Côté finances, Claudia est claire: «Au commencement, je pensais simplement gagner de quoi me payer un McDo. En réalité, OnlyFans, pour moi, c’est plus que du beurre dans les épinards!» Sa vie, elle la gagne principalement en tant que modèle, puis grâce à OnlyFans et finalement grâce à ses mandats de photographe. «Au fil des mois, j'ai réussi à gagner de quoi payer mon loyer grâce à la plateforme. Dans mes meilleurs jours, j'étais dans le top 2,9%. Aujourd'hui, je me suis stabilisée à 11%», indique la jeune femme de 26 ans. Shootings pro, poses soignées et appareil argentique, Claudia est loin d’être une amatrice. Ses photos sont des œuvres à part entière, des mises en scène. Mais contrairement à d’autres, Claudia ne passe pas des heures à entretenir son profil.«Comme je fais de la photo depuis un moment déjà, j'ai pas mal de contenus déjà prêts.»

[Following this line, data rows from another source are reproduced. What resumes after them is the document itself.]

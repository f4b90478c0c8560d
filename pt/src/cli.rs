//! CLI command definitions and subcommands

use clap::{Parser, Subcommand, ValueEnum};
use std::path::PathBuf;

/// pt - learner progress from the command line
#[derive(Parser)]
#[command(
    name = "pt",
    about = "Record attempts and inspect learner progress against the progress API",
    version
)]
pub struct Cli {
    /// Path to config file
    #[arg(short, long, global = true, help = "Path to config file")]
    pub config: Option<PathBuf>,

    /// Log level (TRACE, DEBUG, INFO, WARN, ERROR)
    #[arg(
        short = 'l',
        long = "log-level",
        global = true,
        help = "Log level (TRACE, DEBUG, INFO, WARN, ERROR)"
    )]
    pub log_level: Option<String>,

    /// Act as this user instead of the configured one
    #[arg(short, long, global = true)]
    pub user: Option<String>,

    /// Output format
    #[arg(short, long, global = true, default_value = "text")]
    pub format: OutputFormat,

    /// Subcommand to execute
    #[command(subcommand)]
    pub command: Command,
}

/// CLI subcommands
#[derive(Debug, Subcommand)]
pub enum Command {
    /// Create progress rows for the user
    Init,

    /// Record a topic attempt
    Record {
        /// Stage (1-6)
        #[arg(short, long)]
        stage: i64,

        /// Exercise within the stage (1-3)
        #[arg(short, long)]
        exercise: i64,

        /// Topic within the exercise (1-100)
        #[arg(short, long)]
        topic: i64,

        /// Score (0-100)
        #[arg(long)]
        score: f64,

        /// Time spent in seconds (1-3600)
        #[arg(long = "time-spent")]
        time_spent: i64,

        /// The learner fell back to Urdu
        #[arg(long)]
        urdu_used: bool,

        /// The topic was completed
        #[arg(long)]
        completed: bool,
    },

    /// Show comprehensive progress
    Progress {
        /// Skip the cache and fetch live
        #[arg(short, long)]
        refresh: bool,
    },

    /// Show where to resume an exercise
    CurrentTopic {
        /// Stage (1-6)
        #[arg(short, long)]
        stage: i64,

        /// Exercise within the stage (1-3)
        #[arg(short, long)]
        exercise: i64,
    },

    /// Check whether a stage or exercise is unlocked
    Unlocked {
        /// Stage (1-6)
        #[arg(short, long)]
        stage: i64,

        /// Exercise within the stage (1-3); omit to ask about the stage
        #[arg(short, long)]
        exercise: Option<i64>,
    },

    /// Ask the backend to evaluate unlock rules
    CheckUnlocks,

    /// Show raw progress rows
    UserProgress,
}

/// Output format for results
#[derive(Debug, Clone, Copy, Default, PartialEq, Eq, ValueEnum)]
pub enum OutputFormat {
    #[default]
    Text,
    Json,
}
//! Requests understood by the progress API

use serde_json::{Value, json};
use tracing::debug;

use crate::domain::TopicAttempt;

/// HTTP method of a request
#[derive(Debug, Clone, Copy, PartialEq, Eq)]
pub enum Method {
    Get,
    Post,
}

impl std::fmt::Display for Method {
    fn fmt(&self, f: &mut std::fmt::Formatter<'_>) -> std::fmt::Result {
        match self {
            Self::Get => write!(f, "GET"),
            Self::Post => write!(f, "POST"),
        }
    }
}

/// A single call against the progress API, independent of the transport
#[derive(Debug, Clone, PartialEq)]
pub struct ApiRequest {
    pub method: Method,
    /// Endpoint path relative to the configured base URL, starting with `/`
    pub path: String,
    /// Trailing path parameter, kept raw; transports must percent-encode it
    pub segment: Option<String>,
    pub body: Option<Value>,
}

impl ApiRequest {
    fn post(path: impl Into<String>, body: Value) -> Self {
        Self {
            method: Method::Post,
            path: path.into(),
            segment: None,
            body: Some(body),
        }
    }

    fn with_segment(mut self, segment: &str) -> Self {
        self.segment = Some(segment.to_string());
        self
    }

    /// `POST /progress/initialize`
    pub fn initialize(user_id: &str) -> Self {
        debug!(%user_id, "ApiRequest::initialize: called");
        Self::post("/progress/initialize", json!({ "user_id": user_id }))
    }

    /// `POST /progress/record-attempt`
    ///
    /// `user_id` goes into the body as given; callers check it against the
    /// attempt beforehand.
    pub fn record_attempt(attempt: &TopicAttempt, user_id: &str) -> Self {
        debug!(%user_id, topic_id = attempt.topic_id, "ApiRequest::record_attempt: called");
        Self::post(
            "/progress/record-attempt",
            json!({
                "user_id": user_id,
                "stage_id": attempt.stage_id,
                "exercise_id": attempt.exercise_id,
                "topic_id": attempt.topic_id,
                "score": attempt.score,
                "urdu_used": attempt.urdu_used,
                "time_spent_seconds": attempt.time_spent_seconds,
                "completed": attempt.completed,
            }),
        )
    }

    /// `GET /progress/user-progress/{user_id}`
    pub fn user_progress(user_id: &str) -> Self {
        debug!(%user_id, "ApiRequest::user_progress: called");
        Self {
            method: Method::Get,
            path: "/progress/user-progress".to_string(),
            segment: None,
            body: None,
        }
        .with_segment(user_id)
    }

    /// `POST /progress/comprehensive-progress`
    pub fn comprehensive_progress(user_id: &str) -> Self {
        debug!(%user_id, "ApiRequest::comprehensive_progress: called");
        Self::post("/progress/comprehensive-progress", json!({ "user_id": user_id }))
    }

    /// `POST /progress/get-current-topic`
    pub fn current_topic(user_id: &str, stage_id: i64, exercise_id: i64) -> Self {
        debug!(%user_id, stage_id, exercise_id, "ApiRequest::current_topic: called");
        Self::post(
            "/progress/get-current-topic",
            json!({
                "user_id": user_id,
                "stage_id": stage_id,
                "exercise_id": exercise_id,
            }),
        )
    }

    /// `POST /progress/check-unlocks/{user_id}`
    pub fn check_unlocks(user_id: &str) -> Self {
        debug!(%user_id, "ApiRequest::check_unlocks: called");
        Self::post("/progress/check-unlocks", json!({})).with_segment(user_id)
    }
}

impl std::fmt::Display for ApiRequest {
    fn fmt(&self, f: &mut std::fmt::Formatter<'_>) -> std::fmt::Result {
        write!(f, "{} {}", self.method, self.path)?;
        if let Some(segment) = &self.segment {
            write!(f, "/{}", segment)?;
        }
        Ok(())
    }
}
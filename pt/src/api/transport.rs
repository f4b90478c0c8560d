//! Transport trait definition

use async_trait::async_trait;
use serde_json::Value;

use super::{ApiError, ApiRequest};

/// Single-shot transport to the progress API
///
/// One call is one network round-trip. Retries, caching and envelope
/// handling live above this trait in the client, which keeps
/// implementations trivial to fake in tests.
#[async_trait]
pub trait Transport: Send + Sync {
    /// Send the request and return the decoded JSON body of a 2xx response
    ///
    /// Non-2xx statuses come back as [`ApiError::Status`].
    async fn execute(&self, request: &ApiRequest) -> Result<Value, ApiError>;
}
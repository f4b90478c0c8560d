//! Domain types for learner progress
//!
//! - [`TopicAttempt`] - an attempt submitted by the UI, with local validation
//! - [`ProgressData`] - the comprehensive progress summary
//! - [`CurrentTopic`], [`UnlockReport`], [`UserProgress`] - resumption and unlock data

mod attempt;
mod progress;
mod unlock;

pub use attempt::{
    EXERCISE_RANGE, FieldViolation, SCORE_RANGE, STAGE_RANGE, TIME_SPENT_RANGE, TOPIC_RANGE, TopicAttempt,
    ValidationError, validate_exercise_ref, validate_stage,
};
pub use progress::{
    Achievement, CurrentStage, EXERCISES_PER_STAGE, ExerciseProgress, ExerciseStatus, FLUENCY_TREND_LEN,
    ProgressData, STAGE_COUNT, StageProgress,
};
pub use unlock::{ContentType, CurrentTopic, UnlockReport, UnlockRow, UnlockedContent, UserProgress};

Claudia du Lièvre détient un compte OnlyFans depuis septembre dernier.
Photo: Claudia du Lièvre

Touche esthétique en plus

Avant de commencer une carrière de photographe, Claudia avait déjà testé la vente de contenus érotiques sur Internet. «Il y a trois ou quatre ans, pendant mes études à l'École Polytechnique Fédérale de Lausanne (EPFL), j’étais aussi camgirl», précise la romande. Fascinée par le milieu du sexe, Claudia aime toutefois y apporter sa petite touche esthétique. « J’ai par exemple prévu un shooting photo où je suis nue et bois du lait d'amande. La texture et la couleur peuvent laisser entendre que j’ai du sperme dans la bouche et qu’on est donc sur un tournage X, libre au public de se laisser aller à son imagination.»

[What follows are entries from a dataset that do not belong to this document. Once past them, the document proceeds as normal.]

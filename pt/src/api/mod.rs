//! Progress API access
//!
//! Describes the remote endpoints ([`ApiRequest`]) and the seam used to reach
//! them ([`Transport`]), with a reqwest implementation in [`HttpTransport`].

use std::sync::Arc;

use tracing::debug;

mod error;
mod http;
mod request;
pub mod transport;

pub use error::ApiError;
pub use http::HttpTransport;
pub use request::{ApiRequest, Method};
pub use transport::Transport;

use crate::config::ApiConfig;

/// Create the HTTP transport described by config
pub fn create_transport(config: &ApiConfig) -> Result<Arc<dyn Transport>, ApiError> {
    debug!(base_url = %config.base_url, "create_transport: called");
    Ok(Arc::new(HttpTransport::from_config(config)?))
}
//! Per-user TTL cache for progress reads
//!
//! Entries are keyed by (user id, resource name) and are served only while
//! younger than the TTL. Stale entries are dropped on access. Every `clear`
//! bumps a generation counter so that a fetch which started before the clear
//! can tell its result is no longer wanted.

use std::collections::HashMap;
use std::fmt;
use std::sync::{Arc, Mutex, PoisonError};
use std::time::{Duration, Instant};

use serde_json::Value;
use tracing::debug;

/// Default freshness window for cached reads
pub const DEFAULT_TTL: Duration = Duration::from_secs(5 * 60);

/// Logical resource names used in cache keys
pub mod resource {
    pub const COMPREHENSIVE_PROGRESS: &str = "comprehensive_progress";
    pub const USER_PROGRESS: &str = "user_progress";
}

/// Source of "now" for freshness checks
pub trait Clock: Send + Sync + fmt::Debug {
    fn now(&self) -> Instant;
}

/// Wall clock
#[derive(Debug, Default, Clone, Copy)]
pub struct SystemClock;

impl Clock for SystemClock {
    fn now(&self) -> Instant {
        Instant::now()
    }
}

/// Clock that only moves when told to
#[derive(Debug)]
pub struct ManualClock {
    start: Instant,
    offset: Mutex<Duration>,
}

impl Default for ManualClock {
    fn default() -> Self {
        Self::new()
    }
}

impl ManualClock {
    pub fn new() -> Self {
        Self {
            start: Instant::now(),
            offset: Mutex::new(Duration::ZERO),
        }
    }

    /// Move the clock forward
    pub fn advance(&self, by: Duration) {
        debug!(by_ms = by.as_millis() as u64, "ManualClock::advance: called");
        *self.offset.lock().unwrap_or_else(PoisonError::into_inner) += by;
    }
}

impl Clock for ManualClock {
    fn now(&self) -> Instant {
        self.start + *self.offset.lock().unwrap_or_else(PoisonError::into_inner)
    }
}

/// Cache key: whose data, and which resource
#[derive(Debug, Clone, PartialEq, Eq, Hash)]
pub struct CacheKey {
    pub user_id: String,
    pub resource: &'static str,
}

impl CacheKey {
    pub fn new(user_id: impl Into<String>, resource: &'static str) -> Self {
        Self {
            user_id: user_id.into(),
            resource,
        }
    }
}

impl fmt::Display for CacheKey {
    fn fmt(&self, f: &mut fmt::Formatter<'_>) -> fmt::Result {
        write!(f, "{}:{}", self.user_id, self.resource)
    }
}

/// A cached payload and when it was captured
#[derive(Debug, Clone)]
pub struct CacheEntry {
    pub value: Value,
    pub captured_at: Instant,
}

impl CacheEntry {
    pub fn is_fresh(&self, now: Instant, ttl: Duration) -> bool {
        now.saturating_duration_since(self.captured_at) < ttl
    }
}

/// In-memory progress cache
#[derive(Debug)]
pub struct ProgressCache {
    entries: HashMap<CacheKey, CacheEntry>,
    ttl: Duration,
    clock: Arc<dyn Clock>,
    generation: u64,
}

impl ProgressCache {
    pub fn new(ttl: Duration, clock: Arc<dyn Clock>) -> Self {
        debug!(ttl_secs = ttl.as_secs(), "ProgressCache::new: called");
        Self {
            entries: HashMap::new(),
            ttl,
            clock,
            generation: 0,
        }
    }

    pub fn ttl(&self) -> Duration {
        self.ttl
    }

    /// Current generation; changes on every clear
    pub fn generation(&self) -> u64 {
        self.generation
    }

    /// Fresh value for `key`, if any
    pub fn get(&mut self, key: &CacheKey) -> Option<Value> {
        let now = self.clock.now();
        match self.entries.get(key) {
            Some(entry) if entry.is_fresh(now, self.ttl) => {
                debug!(%key, "get: hit");
                Some(entry.value.clone())
            }
            Some(_) => {
                debug!(%key, "get: stale, dropping");
                self.entries.remove(key);
                None
            }
            None => {
                debug!(%key, "get: miss");
                None
            }
        }
    }

    /// Store a value captured now
    pub fn insert(&mut self, key: CacheKey, value: Value) {
        debug!(%key, "insert: called");
        let captured_at = self.clock.now();
        self.entries.insert(key, CacheEntry { value, captured_at });
    }

    /// Store a value only if no clear happened since `generation` was read
    ///
    /// Returns whether the value was stored.
    pub fn insert_if_current(&mut self, key: CacheKey, value: Value, generation: u64) -> bool {
        if generation != self.generation {
            debug!(%key, generation, current = self.generation, "insert_if_current: outdated, discarding");
            return false;
        }
        self.insert(key, value);
        true
    }

    pub fn remove(&mut self, key: &CacheKey) -> Option<CacheEntry> {
        debug!(%key, "remove: called");
        self.entries.remove(key)
    }

    /// Drop every entry
    pub fn clear(&mut self) {
        debug!(entries = self.entries.len(), "clear: called");
        self.entries.clear();
        self.generation += 1;
    }

    pub fn len(&self) -> usize {
        self.entries.len()
    }

    pub fn is_empty(&self) -> bool {
        self.entries.is_empty()
    }
}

Par souci de s’affranchir des codes sociaux, Claudia a commencé à proposer des contenus très spécifiques. «Je laisse pousser mes poils et il s’avère que certains aiment ça. Je fais parfois des clichés — à la demande des fans — dans lesquels je mets ma pilosité en avant.» Bien qu’il s’agisse d’une sorte de niche, qui n’attire qu’un nombre limité de fans, il semblerait que ce genre de spécificités fonctionnent. Et si aimer les poils reste assez soft, il arrive que des fans se permettent des demandes plus osées. Dans le reportage «Nudes4Sale» diffusé par la BBC en mai dernier, certaines femmes racontent avoir été confrontées à des requêtes bizarres voire déplacées comme des clichés à caractère scatophile ou des mises en scène montrant de l’urine.

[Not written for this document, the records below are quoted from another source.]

//! Resolution of the signed-in user
//!
//! The auth protocol itself belongs to the identity provider; the client only
//! needs "who is signed in right now", which [`AuthProvider`] answers.

use std::sync::{Mutex, PoisonError};

use async_trait::async_trait;
use serde::{Deserialize, Serialize};
use thiserror::Error;
use tracing::{debug, info};

use crate::config::AuthConfig;

/// The signed-in learner
#[derive(Debug, Clone, PartialEq, Eq, Serialize, Deserialize)]
pub struct AuthUser {
    pub id: String,
    #[serde(default, skip_serializing_if = "Option::is_none")]
    pub email: Option<String>,
}

impl AuthUser {
    pub fn new(id: impl Into<String>) -> Self {
        Self {
            id: id.into(),
            email: None,
        }
    }

    pub fn with_email(mut self, email: impl Into<String>) -> Self {
        self.email = Some(email.into());
        self
    }
}

/// Errors from the identity provider
#[derive(Debug, Clone, Error)]
pub enum AuthError {
    #[error("Auth provider unavailable: {0}")]
    Unavailable(String),

    #[error("Invalid session: {0}")]
    InvalidSession(String),
}

/// Source of the current user
#[async_trait]
pub trait AuthProvider: Send + Sync {
    /// The signed-in user, or `None` when nobody is signed in
    async fn current_user(&self) -> Result<Option<AuthUser>, AuthError>;
}

/// Session held in memory
///
/// Seeded from config or the environment for the CLI; `sign_in` and
/// `sign_out` switch it at runtime.
#[derive(Debug, Default)]
pub struct StaticAuthProvider {
    user: Mutex<Option<AuthUser>>,
}

impl StaticAuthProvider {
    pub fn new(user: Option<AuthUser>) -> Self {
        Self { user: Mutex::new(user) }
    }

    /// Resolve the user id from config
    ///
    /// An explicit `user-id` wins; otherwise the variable named by
    /// `user-id-env` is read. Blank values count as signed out.
    pub fn from_config(config: &AuthConfig) -> Self {
        debug!(?config, "from_config: called");
        let id = config
            .user_id
            .clone()
            .or_else(|| std::env::var(&config.user_id_env).ok())
            .map(|id| id.trim().to_string())
            .filter(|id| !id.is_empty());

        let user = id.map(|id| {
            let user = AuthUser::new(id);
            match &config.email {
                Some(email) => user.with_email(email.clone()),
                None => user,
            }
        });

        Self::new(user)
    }

    pub fn sign_in(&self, user: AuthUser) {
        info!(user_id = %user.id, "sign_in: called");
        *self.user.lock().unwrap_or_else(PoisonError::into_inner) = Some(user);
    }

    pub fn sign_out(&self) {
        info!("sign_out: called");
        *self.user.lock().unwrap_or_else(PoisonError::into_inner) = None;
    }
}

#[async_trait]
impl AuthProvider for StaticAuthProvider {
    async fn current_user(&self) -> Result<Option<AuthUser>, AuthError> {
        let user = self.user.lock().unwrap_or_else(PoisonError::into_inner).clone();
        debug!(user_id = ?user.as_ref().map(|u| &u.id), "current_user: called");
        Ok(user)
    }
}

#[cfg(test)]
mod tests {
    use super::*;
    use serial_test::serial;

    #[tokio::test]
    async fn test_sign_in_and_out() {
        let auth = StaticAuthProvider::default();
        assert_eq!(auth.current_user().await.unwrap(), None);

        auth.sign_in(AuthUser::new("u1"));
        assert_eq!(auth.current_user().await.unwrap().unwrap().id, "u1");

        auth.sign_out();
        assert_eq!(auth.current_user().await.unwrap(), None);
    }

    #[tokio::test]
    #[serial]
    async fn test_from_config_prefers_explicit_id() {
        // SAFETY: serialized with the other env-mutating tests
        unsafe { std::env::set_var("PT_TEST_USER_ID", "from-env") };
        let config = AuthConfig {
            user_id: Some("from-config".to_string()),
            user_id_env: "PT_TEST_USER_ID".to_string(),
            email: Some("learner@example.com".to_string()),
        };

        let user = StaticAuthProvider::from_config(&config).current_user().await.unwrap().unwrap();
        assert_eq!(user.id, "from-config");
        assert_eq!(user.email.as_deref(), Some("learner@example.com"));
        unsafe { std::env::remove_var("PT_TEST_USER_ID") };
    }

    #[tokio::test]
    #[serial]
    async fn test_from_config_falls_back_to_env() {
        unsafe { std::env::set_var("PT_TEST_USER_ID", "  from-env  ") };
        let config = AuthConfig {
            user_id: None,
            user_id_env: "PT_TEST_USER_ID".to_string(),
            email: None,
        };

        let user = StaticAuthProvider::from_config(&config).current_user().await.unwrap().unwrap();
        assert_eq!(user.id, "from-env");
        unsafe { std::env::remove_var("PT_TEST_USER_ID") };
    }

    #[tokio::test]
    #[serial]
    async fn test_from_config_blank_is_signed_out() {
        unsafe { std::env::set_var("PT_TEST_USER_ID", "   ") };
        let config = AuthConfig {
            user_id: None,
            user_id_env: "PT_TEST_USER_ID".to_string(),
            email: None,
        };

        assert!(StaticAuthProvider::from_config(&config).current_user().await.unwrap().is_none());
        unsafe { std::env::remove_var("PT_TEST_USER_ID") };
    }
}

Claudia confesse ne pas s’épanouir totalement en tant qu’artiste sur OnlyFans. Même si elle fait principalement du nu et du suggestif, le tout shooté avec des pro, elle ne souhaite pas s’enfermer dans ce style précis. «J’aime ce que je fais, mais il est vrai que la nudité, on la voit déjà sous toutes les coutures. Du coup, on n’est plus très original au final.» Faire que du cul? Bof. «Tout le monde le fait déjà». Il n’empêche qu’en faire sur OnlyFans a été libérateur: «Cela m’a permis de m’affranchir de la morale imposée par la société. Je ne le fais pas pour le féminisme, mais par nature, mon expérience sur OnlyFans est une sorte de reflet militant. Il y a quelque chose de politique derrière».